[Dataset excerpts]
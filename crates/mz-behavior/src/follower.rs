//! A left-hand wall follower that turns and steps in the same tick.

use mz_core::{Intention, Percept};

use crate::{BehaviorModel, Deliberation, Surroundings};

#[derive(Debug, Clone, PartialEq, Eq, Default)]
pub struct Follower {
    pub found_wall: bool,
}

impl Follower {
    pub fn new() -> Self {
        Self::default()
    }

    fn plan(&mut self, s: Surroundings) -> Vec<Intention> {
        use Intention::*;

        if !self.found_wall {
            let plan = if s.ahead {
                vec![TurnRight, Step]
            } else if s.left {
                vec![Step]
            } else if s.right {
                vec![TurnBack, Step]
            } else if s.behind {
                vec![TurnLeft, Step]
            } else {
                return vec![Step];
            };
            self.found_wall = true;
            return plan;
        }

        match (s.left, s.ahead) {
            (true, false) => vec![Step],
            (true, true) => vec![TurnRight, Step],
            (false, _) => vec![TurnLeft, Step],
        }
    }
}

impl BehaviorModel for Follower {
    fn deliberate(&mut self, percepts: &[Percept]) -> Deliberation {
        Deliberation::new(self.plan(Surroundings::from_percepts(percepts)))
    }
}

* * *

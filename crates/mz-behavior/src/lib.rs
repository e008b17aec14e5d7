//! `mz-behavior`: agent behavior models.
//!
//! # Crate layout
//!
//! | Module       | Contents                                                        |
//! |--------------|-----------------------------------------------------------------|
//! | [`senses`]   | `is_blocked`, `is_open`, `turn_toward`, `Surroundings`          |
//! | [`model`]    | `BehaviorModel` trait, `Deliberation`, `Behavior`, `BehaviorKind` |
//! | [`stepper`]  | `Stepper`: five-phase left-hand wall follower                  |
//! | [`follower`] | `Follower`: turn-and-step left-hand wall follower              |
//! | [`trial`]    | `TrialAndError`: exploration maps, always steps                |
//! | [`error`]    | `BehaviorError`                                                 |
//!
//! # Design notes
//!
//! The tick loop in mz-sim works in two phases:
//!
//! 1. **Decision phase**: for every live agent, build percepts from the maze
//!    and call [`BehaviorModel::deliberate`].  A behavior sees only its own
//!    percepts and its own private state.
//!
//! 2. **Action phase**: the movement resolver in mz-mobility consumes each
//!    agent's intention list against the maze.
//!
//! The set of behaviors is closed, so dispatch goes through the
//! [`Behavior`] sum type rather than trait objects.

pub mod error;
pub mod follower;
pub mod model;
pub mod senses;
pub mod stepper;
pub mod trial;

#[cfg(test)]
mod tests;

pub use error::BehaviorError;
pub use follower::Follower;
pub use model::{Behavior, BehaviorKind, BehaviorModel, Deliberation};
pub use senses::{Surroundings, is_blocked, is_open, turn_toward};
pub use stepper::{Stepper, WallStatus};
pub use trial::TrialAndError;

PROBLEM DESCRIPTION
In the entries above, the lines between the one holding "filename crates/mz-behavior/src/follower.rs" and the one holding "pub fn new()", inclusive, are to be printed exactly as written, and those alone.

OUTPUT
filename crates/mz-behavior/src/follower.rs
//! A left-hand wall follower that turns and steps in the same tick.

use mz_core::{Intention, Percept};

use crate::{BehaviorModel, Deliberation, Surroundings};

#[derive(Debug, Clone, PartialEq, Eq, Default)]
pub struct Follower {
    pub found_wall: bool,
}

impl Follower {
    pub fn new() -> Self {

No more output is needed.